EXERCISE
Where the string "GameEvent" appears in a line of the material below, copy that line.

DATASET RECORDS
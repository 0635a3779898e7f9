//! 奇校验 ASCII 编解码
//!
//! 每个 7 位字符的最高位用作奇校验位；消息以两位十六进制 XOR 校验结尾。

/// 编码: 低 7 位中 1 的个数为偶数时置最高位
pub fn encode(byte: u8) -> u8 {
    let low = byte & 0x7f;
    if low.count_ones() % 2 == 0 {
        low | 0x80
    } else {
        low
    }
}

/// 解码: 清除最高位
pub fn decode(byte: u8) -> u8 {
    byte & 0x7f
}

/// 字节是否满足奇校验
pub fn is_odd_parity(byte: u8) -> bool {
    byte.count_ones() % 2 == 1
}

/// 编码字符串
pub fn encode_str(text: &str) -> Vec<u8> {
    text.bytes().map(encode).collect()
}

/// 解码为字符串（非 ASCII 字节按 7 位处理）
pub fn decode_bytes(bytes: &[u8]) -> String {
    bytes.iter().map(|&b| decode(b) as char).collect()
}

/// XOR 校验
pub fn xor_checksum(text: &str) -> u8 {
    text.bytes().fold(0, |acc, b| acc ^ (b & 0x7f))
}

/// 两位小写十六进制校验串
pub fn checksum_hex(text: &str) -> String {
    format!("{:02x}", xor_checksum(text))
}

/// 构造完整消息: 正文 + 校验，全部奇校验编码
pub fn encode_message(body: &str) -> Vec<u8> {
    let mut framed = String::with_capacity(body.len() + 2);
    framed.push_str(body);
    framed.push_str(&checksum_hex(body));
    encode_str(&framed)
}

#[cfg(test)]
mod tests {
    use super::*;

    #[test]
    fn test_encode_sets_odd_parity() {
        for b in 0u8..128 {
            assert!(is_odd_parity(encode(b)), "byte {b:#04x}");
        }
    }

    #[test]
    fn test_known_values() {
        // 'V' = 0x56 = 0101_0110，四个 1
        assert_eq!(encode(b'V'), 0xd6);
        // 'v' = 0x76 = 0111_0110，五个 1
        assert_eq!(encode(b'v'), 0x76);
    }

    #[test]
    fn test_string_roundtrip() {
        let samples = ["", "V", "v3130", "i0055mm\n", "s........"];
        for s in samples {
            assert_eq!(decode_bytes(&encode_str(s)), s);
        }
        let all: String = (0u8..128).map(|b| b as char).collect();
        assert_eq!(decode_bytes(&encode_str(&all)), all);
    }

    #[test]
    fn test_checksum_hex_lowercase() {
        assert_eq!(xor_checksum("v3130"), b'v' ^ b'3' ^ b'1' ^ b'3' ^ b'0');
        assert_eq!(checksum_hex("v3130"), "77");
        assert_eq!(checksum_hex("x"), "78");
    }

    #[test]
    fn test_encode_message() {
        let bytes = encode_message("V");
        assert_eq!(decode_bytes(&bytes), "V56");
        assert!(bytes.iter().all(|&b| is_odd_parity(b)));
    }
}
//! 事件类型
//!
//! 包含:
//! - 棋子拿起/放下事件及其负载解析
//! - 按键事件解析
//! - 对局事件（分发给观察者与客户端模拟器）

use std::fmt;

use serde::{Deserialize, Serialize};

use crate::square::{rotate_field, square_name};
use crate::{EVENT_LIFT, EVENT_PLACE, KEY_SIGNATURE};

// ============================================================================
// 棋子事件
// ============================================================================

/// 棋子事件类型
#[derive(Clone, Copy, Debug, PartialEq, Eq, Hash, Serialize, Deserialize)]
pub enum PieceEventKind {
    Lift,
    Place,
}

/// 棋子事件（逻辑索引）
#[derive(Clone, Copy, Debug, PartialEq, Serialize, Deserialize)]
pub struct PieceEvent {
    pub kind: PieceEventKind,
    pub square: u8,
    /// 硬件时间戳（秒），仅用于日志与回放
    pub timestamp: f64,
}

impl PieceEvent {
    pub fn lift(square: u8) -> Self {
        Self {
            kind: PieceEventKind::Lift,
            square,
            timestamp: 0.0,
        }
    }

    pub fn place(square: u8) -> Self {
        Self {
            kind: PieceEventKind::Place,
            square,
            timestamp: 0.0,
        }
    }

    pub fn is_lift(&self) -> bool {
        self.kind == PieceEventKind::Lift
    }

    /// 线上索引
    pub fn wire_square(&self) -> u8 {
        rotate_field(self.square)
    }
}

impl fmt::Display for PieceEvent {
    fn fmt(&self, f: &mut fmt::Formatter<'_>) -> fmt::Result {
        let verb = match self.kind {
            PieceEventKind::Lift => "LIFT",
            PieceEventKind::Place => "PLACE",
        };
        write!(f, "{verb} {} @{:.3}s", square_name(self.square), self.timestamp)
    }
}

/// 解码分层时间戳: 亚秒/秒/分/时
pub fn decode_timestamp(bytes: &[u8]) -> f64 {
    let get = |i: usize| bytes.get(i).copied().unwrap_or(0) as f64;
    get(0) / 256.0 + get(1) + get(2) * 60.0 + get(3) * 3600.0
}

/// 解析变化列表负载
///
/// 负载为时间戳前缀 + 若干 `(0x40|0x41, 线上方格)` 对；
/// 方格在此处转换为逻辑索引。
pub fn parse_piece_events(payload: &[u8]) -> Vec<PieceEvent> {
    let start = payload
        .iter()
        .position(|&b| b == EVENT_LIFT || b == EVENT_PLACE)
        .unwrap_or(payload.len());
    let timestamp = decode_timestamp(&payload[..start.min(4)]);

    let mut events = Vec::new();
    let mut i = start;
    while i + 1 < payload.len() {
        let marker = payload[i];
        let kind = match marker {
            EVENT_LIFT => PieceEventKind::Lift,
            EVENT_PLACE => PieceEventKind::Place,
            _ => {
                i += 1;
                continue;
            }
        };
        let wire = payload[i + 1];
        if wire < 64 {
            events.push(PieceEvent {
                kind,
                square: rotate_field(wire),
                timestamp,
            });
        }
        i += 2;
    }
    events
}

// ============================================================================
// 按键事件
// ============================================================================

/// 棋盘按键
#[derive(Clone, Copy, Debug, PartialEq, Eq, Hash, Serialize, Deserialize)]
pub enum Key {
    Back,
    Tick,
    Up,
    Down,
    Help,
    Play,
    LongPlay,
}

impl Key {
    pub fn from_code(code: u8) -> Option<Self> {
        match code {
            0x01 => Some(Key::Back),
            0x10 => Some(Key::Tick),
            0x08 => Some(Key::Up),
            0x02 => Some(Key::Down),
            0x40 => Some(Key::Help),
            0x04 => Some(Key::Play),
            0x06 => Some(Key::LongPlay),
            _ => None,
        }
    }
}

/// 按键事件
#[derive(Clone, Copy, Debug, PartialEq, Eq, Serialize, Deserialize)]
pub struct KeyEvent {
    pub key: Key,
    pub pressed: bool,
}

/// 在负载中查找 `00 14 0a 05 <down> <up>` 序列
pub fn parse_key_event(payload: &[u8]) -> Option<KeyEvent> {
    let idx = payload
        .windows(KEY_SIGNATURE.len())
        .position(|w| w == KEY_SIGNATURE)?
        + KEY_SIGNATURE.len();
    let first = payload.get(idx).copied().unwrap_or(0);
    let second = payload.get(idx + 1).copied().unwrap_or(0);
    if first != 0 {
        Key::from_code(first).map(|key| KeyEvent { key, pressed: true })
    } else if second != 0 {
        Key::from_code(second).map(|key| KeyEvent {
            key,
            pressed: false,
        })
    } else {
        None
    }
}

// ============================================================================
// 对局事件
// ============================================================================

/// 棋方
#[derive(Clone, Copy, Debug, PartialEq, Eq, Hash, Serialize, Deserialize)]
pub enum Side {
    White,
    Black,
}

impl Side {
    pub fn opponent(self) -> Self {
        match self {
            Side::White => Side::Black,
            Side::Black => Side::White,
        }
    }
}

impl fmt::Display for Side {
    fn fmt(&self, f: &mut fmt::Formatter<'_>) -> fmt::Result {
        match self {
            Side::White => write!(f, "white"),
            Side::Black => write!(f, "black"),
        }
    }
}

/// 对局事件，按注册顺序分发给观察者
///
/// 局面以 FEN 字符串携带，观察者无需依赖规则库。
#[derive(Clone, Debug, PartialEq, Serialize, Deserialize)]
pub enum GameEvent {
    /// 新对局开始
    NewGame { fen: String },
    /// 走法已接受
    MoveAccepted { uci: String, san: String, fen: String },
    /// 悔棋
    Takeback { fen: String },
    /// 物理棋子事件
    Piece(PieceEvent),
    /// 轮到某方
    Turn { side: Side, fen: String },
    /// 非人类玩家已决定的走法（用于 LED 提示）
    PendingMove { side: Side, uci: String },
    /// 进入纠正模式
    CorrectionEntered { reason: String },
    /// 退出纠正模式
    CorrectionExited,
    /// 双王入中心手势
    KingsInCenter,
    /// 客户端应用已连接
    ClientConnected { protocol: String, side: Side },
    /// 客户端应用已断开
    ClientDisconnected { protocol: String },
    /// 状态消息
    Status { message: String },
    /// 对局结束
    GameOver { result: String, termination: String },
}

impl GameEvent {
    /// 事件携带的新局面（若有）
    pub fn position_fen(&self) -> Option<&str> {
        match self {
            GameEvent::NewGame { fen }
            | GameEvent::MoveAccepted { fen, .. }
            | GameEvent::Takeback { fen } => Some(fen),
            _ => None,
        }
    }
}

#[cfg(test)]
mod tests {
    use super::*;

    #[test]
    fn test_timestamp_decoding() {
        assert_eq!(decode_timestamp(&[]), 0.0);
        assert_eq!(decode_timestamp(&[128]), 0.5);
        assert_eq!(decode_timestamp(&[0, 5, 3]), 185.0);
        assert_eq!(decode_timestamp(&[64, 1, 0, 2]), 7201.25);
    }

    #[test]
    fn test_parse_lift_place() {
        // 时间 00 07 00，拿起线上 52（e2），放下线上 36（e4）
        let payload = [0x00, 0x07, 0x00, 0x40, 52, 0x41, 36];
        let events = parse_piece_events(&payload);
        assert_eq!(events.len(), 2);
        assert_eq!(events[0].kind, PieceEventKind::Lift);
        assert_eq!(square_name(events[0].square), "e2");
        assert_eq!(events[1].kind, PieceEventKind::Place);
        assert_eq!(square_name(events[1].square), "e4");
        assert_eq!(events[0].timestamp, 7.0);
    }

    #[test]
    fn test_timestamps_non_decreasing_within_notification() {
        let payload = [0x10, 0x3b, 0x3b, 0x00, 0x40, 0, 0x41, 1, 0x40, 2];
        let events = parse_piece_events(&payload);
        assert_eq!(events.len(), 3);
        assert!(events.windows(2).all(|w| w[0].timestamp <= w[1].timestamp));
    }

    #[test]
    fn test_hour_wrap_resets() {
        let before = parse_piece_events(&[0xff, 59, 59, 0, 0x40, 0]);
        let after = parse_piece_events(&[0x00, 0, 0, 1, 0x40, 0]);
        assert!(after[0].timestamp > before[0].timestamp);
        assert_eq!(after[0].timestamp, 3600.0);
    }

    #[test]
    fn test_skips_noise_and_out_of_range() {
        let payload = [0x40, 0x99, 0x07, 0x41, 0x05];
        let events = parse_piece_events(&payload);
        assert_eq!(events.len(), 1);
        assert_eq!(events[0].square, rotate_field(5));
    }

    #[test]
    fn test_empty_payload() {
        assert!(parse_piece_events(&[]).is_empty());
    }

    #[test]
    fn test_key_down_and_up() {
        let down = [0x01, 0x00, 0x14, 0x0a, 0x05, 0x10, 0x00];
        assert_eq!(
            parse_key_event(&down),
            Some(KeyEvent {
                key: Key::Tick,
                pressed: true
            })
        );
        let up = [0x00, 0x14, 0x0a, 0x05, 0x00, 0x01];
        assert_eq!(
            parse_key_event(&up),
            Some(KeyEvent {
                key: Key::Back,
                pressed: false
            })
        );
        assert_eq!(parse_key_event(&[0x00, 0x14]), None);
    }

    #[test]
    fn test_position_fen() {
        let ev = GameEvent::Takeback { fen: "x".into() };
        assert_eq!(ev.position_fen(), Some("x"));
        assert_eq!(GameEvent::KingsInCenter.position_fen(), None);
    }
}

OUTPUT BELOW
pub enum GameEvent {
impl GameEvent {
            GameEvent::NewGame { fen }
            | GameEvent::MoveAccepted { fen, .. }
            | GameEvent::Takeback { fen } => Some(fen),
        let ev = GameEvent::Takeback { fen: "x".into() };
        assert_eq!(GameEvent::KingsInCenter.position_fen(), None);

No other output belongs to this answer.